//! Entity handles and the save pipeline.

use crate::collection::EntityCollection;
use crate::context::ExecutionContext;
use crate::engine::{ClassRt, DatastoreInner, ValuesRef, ValuesView};
use crate::error::{DbError, DbResult};
use crate::store::{unique_conflict, RecordMap};
use crate::transaction::Pending;
use crate::types::EntityKey;
use chrono::NaiveDateTime;
use indexmap::{IndexMap, IndexSet};
use savanna_model::{AttributeKind, ValidationOutcome, Value};
use std::sync::Arc;
use tracing::trace;

/// Validation error code: `not_null` violated.
pub const ERR_NOT_NULL: i64 = 1001;
/// Validation error code: length constraint violated.
pub const ERR_LENGTH: i64 = 1002;
/// Validation error code: numeric range violated.
pub const ERR_RANGE: i64 = 1003;
/// Validation error code: entry pattern violated.
pub const ERR_PATTERN: i64 = 1004;
/// Validation error code: `unique` violated.
pub const ERR_UNIQUE: i64 = 1005;
/// Validation error code: primary key missing or unusable.
pub const ERR_KEY: i64 = 1006;
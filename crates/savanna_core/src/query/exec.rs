//! Predicate execution: index selection, scans and boolean set algebra.

use crate::adapter::Criterion;
use crate::context::ExecutionContext;
use crate::engine::{ClassRt, DatastoreInner, ValuesRef};
use crate::error::{DbResult, QueryError};
use crate::query::parser::{Clause, Comparator, Predicate};
use crate::types::EntityKey;
use indexmap::{IndexMap, IndexSet};
use regex::Regex;
use savanna_model::{fold_text, keywords, wildcard_to_regex, Value};
use std::sync::Arc;
use tracing::trace;

/// A clause with its precompiled matching machinery.
struct ClauseNode {
    path: String,
    comparator: Comparator,
    value: Value,
    regex: Option<Regex>,
}

enum Node {
    Clause(ClauseNode),
    Not(Box<Node>),
    And(Vec<Node>),
    Or(Vec<Node>),
    Except(Box<Node>, Box<Node>),
    Js(String),
}

fn build(pred: &Predicate) -> DbResult<Node> {
    Ok(match pred {
        Predicate::Clause(c) => Node::Clause(build_clause(c)?),
        Predicate::Not(p) => Node::Not(Box::new(build(p)?)),
        Predicate::And(list) => Node::And(list.iter().map(build).collect::<DbResult<_>>()?),
        Predicate::Or(list) => Node::Or(list.iter().map(build).collect::<DbResult<_>>()?),
        Predicate::Except(a, b) => Node::Except(Box::new(build(a)?), Box::new(build(b)?)),
        Predicate::Js(body) => Node::Js(body.clone()),
    })
}

fn build_clause(clause: &Clause) -> DbResult<ClauseNode> {
    let regex = match clause.comparator {
        Comparator::Like | Comparator::NotLike | Comparator::Keyword => match &clause.value {
            Value::Text(pattern) if pattern.contains('*') => Some(
                Regex::new(&wildcard_to_regex(pattern)).map_err(|e| QueryError::BadRegex {
                    message: e.to_string(),
                })?,
            ),
            _ => None,
        },
        Comparator::Matches | Comparator::NotMatches => match &clause.value {
            Value::Text(pattern) => Some(Regex::new(pattern).map_err(|e| QueryError::BadRegex {
                message: e.to_string(),
            })?),
            _ => None,
        },
        _ => None,
    };
    Ok(ClauseNode {
        path: clause.path.clone(),
        comparator: clause.comparator,
        value: clause.value.clone(),
        regex,
    })
}

impl ClauseNode {
    fn like_matches(&self, candidate: &Value) -> bool {
        match (&self.regex, candidate) {
            (Some(re), Value::Text(text)) => re.is_match(&fold_text(text)),
            (Some(_), _) => false,
            (None, _) => candidate.compare(&self.value) == Some(std::cmp::Ordering::Equal),
        }
    }

    fn matches(&self, candidates: &[Value]) -> bool {
        use std::cmp::Ordering::{Equal, Greater, Less};
        match self.comparator {
            Comparator::Like => candidates.iter().any(|v| self.like_matches(v)),
            Comparator::NotLike => !candidates.iter().any(|v| self.like_matches(v)),
            Comparator::StrictEq => candidates.iter().any(|v| v.strict_eq(&self.value)),
            Comparator::StrictNe => !candidates.iter().any(|v| v.strict_eq(&self.value)),
            Comparator::Gt => candidates
                .iter()
                .any(|v| v.compare(&self.value) == Some(Greater)),
            Comparator::Ge => candidates
                .iter()
                .any(|v| matches!(v.compare(&self.value), Some(Greater | Equal))),
            Comparator::Lt => candidates
                .iter()
                .any(|v| v.compare(&self.value) == Some(Less)),
            Comparator::Le => candidates
                .iter()
                .any(|v| matches!(v.compare(&self.value), Some(Less | Equal))),
            Comparator::In => match &self.value {
                Value::Array(items) => candidates
                    .iter()
                    .any(|v| items.iter().any(|item| v.compare(item) == Some(Equal))),
                _ => false,
            },
            Comparator::Begin => match &self.value {
                Value::Text(prefix) => candidates.iter().any(|v| {
                    v.as_text()
                        .is_some_and(|t| fold_text(t).starts_with(&fold_text(prefix)))
                }),
                _ => false,
            },
            Comparator::Keyword => candidates.iter().any(|v| {
                let Some(text) = v.as_text() else {
                    return false;
                };
                keywords(text).iter().any(|word| match &self.regex {
                    Some(re) => re.is_match(word),
                    None => self
                        .value
                        .as_text()
                        .is_some_and(|operand| *word == fold_text(operand)),
                })
            }),
            Comparator::Matches => candidates.iter().any(|v| {
                v.as_text()
                    .is_some_and(|t| self.regex.as_ref().is_some_and(|re| re.is_match(t)))
            }),
            Comparator::NotMatches => !candidates.iter().any(|v| {
                v.as_text()
                    .is_some_and(|t| self.regex.as_ref().is_some_and(|re| re.is_match(t)))
            }),
        }
    }
}

/// How a clause can use an index.
pub(crate) enum Access {
    /// Equality posting lookup.
    Eq(Value),
    /// Text prefix scan.
    Prefix(String),
    /// Ordered range scan.
    Range {
        min: Option<(Value, bool)>,
        max: Option<(Value, bool)>,
    },
    /// One equality lookup per element.
    In(Vec<Value>),
    /// Keyword posting lookup.
    Keyword(String),
}

/// Splits a wildcard pattern into a prefix when it is index-friendly
/// (`"abc*"` and nothing else).
fn trailing_wildcard_prefix(pattern: &str) -> Option<&str> {
    let stripped = pattern.strip_suffix('*')?;
    if stripped.is_empty() || stripped.contains('*') {
        None
    } else {
        Some(stripped)
    }
}
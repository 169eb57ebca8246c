//! Error types for the Savanna engine.

use crate::types::{EntityKey, Stamp};
use std::io;
use thiserror::Error;

/// Result type for engine operations.
pub type DbResult<T> = Result<T, DbError>;

/// Errors raised while parsing or executing a query.
#[derive(Debug, Clone, Error, PartialEq, Eq)]
pub enum QueryError {
    /// The predicate text did not parse.
    #[error("parse error at offset {offset}: {message}")]
    Parse {
        /// Byte offset into the predicate text.
        offset: usize,
        /// What went wrong.
        message: String,
    },

    /// A placeholder has no matching argument.
    #[error("placeholder :{index} has no bound value")]
    UnboundPlaceholder {
        /// 1-based placeholder index.
        index: usize,
    },

    /// The predicate names an attribute the class does not have.
    #[error("unknown attribute {attribute} on class {class}")]
    UnknownAttribute {
        /// The queried class.
        class: String,
        /// The missing attribute.
        attribute: String,
    },

    /// A calculated attribute was queried without an `on_query` rewrite.
    #[error("attribute {attribute} is calculated and has no on_query hook")]
    NoQueryHook {
        /// The calculated attribute.
        attribute: String,
    },

    /// A `$`-clause was used without a script evaluator installed.
    #[error("javascript clause used without an evaluator (allowJavascript)")]
    NoScriptEvaluator,

    /// A regular expression operand did not compile.
    #[error("invalid regex operand: {message}")]
    BadRegex {
        /// Compiler message.
        message: String,
    },
}

/// Errors raised by the Savanna engine.
#[derive(Debug, Error)]
pub enum DbError {
    /// A save was rejected by the validation chain or a structural
    /// constraint. Carries the code of the first failure and the ordered
    /// message stack.
    #[error("validation failed ({code}): {}", messages.join("; "))]
    Validation {
        /// Code of the first failing handler or constraint.
        code: i64,
        /// Ordered failure messages.
        messages: Vec<String>,
    },

    /// Optimistic concurrency conflict: the stored stamp moved since load.
    #[error("stamp conflict on {class}[{key}]: expected {expected}, found {found}")]
    StampConflict {
        /// Class name.
        class: String,
        /// Entity key.
        key: EntityKey,
        /// The stamp the saving context loaded.
        expected: Stamp,
        /// The stamp currently stored.
        found: Stamp,
    },

    /// Query parsing or planning failed.
    #[error("query error: {0}")]
    Query(#[from] QueryError),

    /// A virtual backend control method failed; the message is propagated
    /// verbatim.
    #[error("adapter error: {message}")]
    Adapter {
        /// The adapter's error text.
        message: String,
    },

    /// The named class is not in the catalog.
    #[error("unknown class: {name}")]
    UnknownClass {
        /// The class name.
        name: String,
    },

    /// The named attribute is not on the class.
    #[error("unknown attribute {attribute} on class {class}")]
    UnknownAttribute {
        /// The class name.
        class: String,
        /// The attribute name.
        attribute: String,
    },

    /// Writing to a read-only attribute.
    #[error("attribute {class}.{attribute} is read-only")]
    ReadOnlyAttribute {
        /// The class name.
        class: String,
        /// The attribute name.
        attribute: String,
    },

    /// Operation not permitted in the current state.
    #[error("invalid operation: {message}")]
    InvalidOperation {
        /// Why the operation is invalid.
        message: String,
    },

    /// I/O failure during export or import.
    #[error("I/O error: {0}")]
    Io(#[from] io::Error),

    /// JSON failure during export or import.
    #[error("JSON error: {0}")]
    Json(#[from] serde_json::Error),
}

impl From<savanna_model::HookError> for DbError {
    fn from(err: savanna_model::HookError) -> Self {
        Self::Validation {
            code: err.code,
            messages: vec![err.message],
        }
    }
}

impl DbError {
    /// Creates a validation error with a single message.
    pub fn validation(code: i64, message: impl Into<String>) -> Self {
        Self::Validation {
            code,
            messages: vec![message.into()],
        }
    }

    /// Creates an adapter error.
    pub fn adapter(message: impl Into<String>) -> Self {
        Self::Adapter {
            message: message.into(),
        }
    }

    /// Creates an invalid-operation error.
    pub fn invalid_operation(message: impl Into<String>) -> Self {
        Self::InvalidOperation {
            message: message.into(),
        }
    }

    /// Creates an unknown-class error.
    pub fn unknown_class(name: impl Into<String>) -> Self {
        Self::UnknownClass { name: name.into() }
    }

    /// Creates an unknown-attribute error.
    pub fn unknown_attribute(class: impl Into<String>, attribute: impl Into<String>) -> Self {
        Self::UnknownAttribute {
            class: class.into(),
            attribute: attribute.into(),
        }
    }
}

#[cfg(test)]
mod tests {
    use super::*;

    #[test]
    fn validation_message_stack_renders() {
        let err = DbError::Validation {
            code: 100,
            messages: vec!["first".into(), "second".into()],
        };
        let text = err.to_string();
        assert!(text.contains("100"));
        assert!(text.contains("first; second"));
    }

    #[test]
    fn stamp_conflict_names_the_entity() {
        let err = DbError::StampConflict {
            class: "Employee".into(),
            key: EntityKey::Long(4),
            expected: Stamp::new(5),
            found: Stamp::new(6),
        };
        assert!(err.to_string().contains("Employee[4]"));
    }
}
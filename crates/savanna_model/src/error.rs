//! Schema definition errors.

use thiserror::Error;

/// Result type for schema operations.
pub type ModelResult<T> = Result<T, ModelError>;

/// Errors raised while defining or sealing a catalog.
#[derive(Debug, Error)]
pub enum ModelError {
    /// A class name was registered twice.
    #[error("duplicate class: {name}")]
    DuplicateClass {
        /// The class name.
        name: String,
    },

    /// A class references an unknown parent or relation target.
    #[error("class {class} references unknown class {target}")]
    UnknownClass {
        /// The referencing class.
        class: String,
        /// The missing class.
        target: String,
    },

    /// The inheritance chain loops.
    #[error("inheritance cycle through class {class}")]
    InheritanceCycle {
        /// A class on the cycle.
        class: String,
    },

    /// More than one attribute is marked as the primary key.
    #[error("class {class} declares more than one primary key")]
    MultiplePrimaryKeys {
        /// The class name.
        class: String,
    },

    /// An index kind does not fit the attribute type.
    #[error("invalid index on {class}.{attribute}: {message}")]
    BadIndex {
        /// The class name.
        class: String,
        /// The attribute name.
        attribute: String,
        /// What is wrong.
        message: String,
    },

    /// An alias or reverse-relation path does not resolve.
    #[error("invalid path on {class}.{attribute}: {message}")]
    BadPath {
        /// The class name.
        class: String,
        /// The attribute name.
        attribute: String,
        /// What is wrong.
        message: String,
    },

    /// An entry pattern failed to compile.
    #[error("invalid pattern on attribute {attribute}: {message}")]
    BadPattern {
        /// The attribute name.
        attribute: String,
        /// Compiler message.
        message: String,
    },

    /// A calculated attribute is missing its `on_get` hook.
    #[error("calculated attribute {class}.{attribute} has no on_get hook")]
    CalculatedWithoutGet {
        /// The class name.
        class: String,
        /// The attribute name.
        attribute: String,
    },

    /// A `removed` attribute does not retract anything.
    #[error("attribute {class}.{attribute} is marked removed but is not inherited")]
    RemovedNotInherited {
        /// The class name.
        class: String,
        /// The attribute name.
        attribute: String,
    },
}
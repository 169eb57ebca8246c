//! # Savanna Core
//!
//! The Savanna datastore engine.
//!
//! This crate provides:
//! - [`Datastore`] and [`DataClass`] handles over a sealed schema catalog
//! - [`Entity`] records with optimistic-concurrency stamps and advisory locks
//! - [`EntityCollection`] set algebra, ordering, aggregation and projection
//! - A textual query language with index-aware execution and plan diagnostics
//! - Per-context nested transactions with pause/resume
//! - Named key-value storage spaces with blocking locks
//! - The [`VirtualAdapter`] capability set for delegating a class to an
//!   external data source
//!
//! ## Quick tour
//!
//! ```rust,ignore
//! use savanna_core::{Datastore, QueryOptions};
//! use savanna_model::Value;
//!
//! let ds = Datastore::new(catalog);
//! let ctx = ds.context();
//! let employees = ds.dataclass("Employee")?;
//!
//! let mut smith = employees.create_entity()?;
//! smith.set("lastName", Value::from("Smith"))?;
//! smith.set("salary", Value::from(5500i64))?;
//! smith.save(&ctx)?;
//!
//! let rich = employees.query(&ctx, "salary > :1", &[Value::from(5000i64)],
//!     &QueryOptions::default())?;
//! assert_eq!(rich.length(), 1);
//! ```

#![deny(unsafe_code)]
#![warn(missing_docs)]

mod adapter;
mod collection;
mod context;
mod engine;
mod entity;
mod error;
mod export;
mod index;
mod locks;
mod query;
mod storage;
mod store;
mod transaction;
mod types;

pub use adapter::{AdapterError, AdapterResult, AttrRow, Criterion, SortDirective, VirtualAdapter};
pub use collection::{ComputeStats, EntityCollection};
pub use context::ExecutionContext;
pub use engine::{DataClass, Datastore, JsEval};
pub use entity::{
    Entity, ERR_KEY, ERR_LENGTH, ERR_NOT_NULL, ERR_PATTERN, ERR_RANGE, ERR_UNIQUE,
};
pub use error::{DbError, DbResult, QueryError};
pub use query::QueryOptions;
pub use storage::NamedStorage;
pub use types::{ContextId, EntityKey, Stamp};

◆ WORK REQUIRED ◆
Count of lines with the string "save" in the material above: give that number only.

◆ SOLUTION TO THIS TASK ◆
3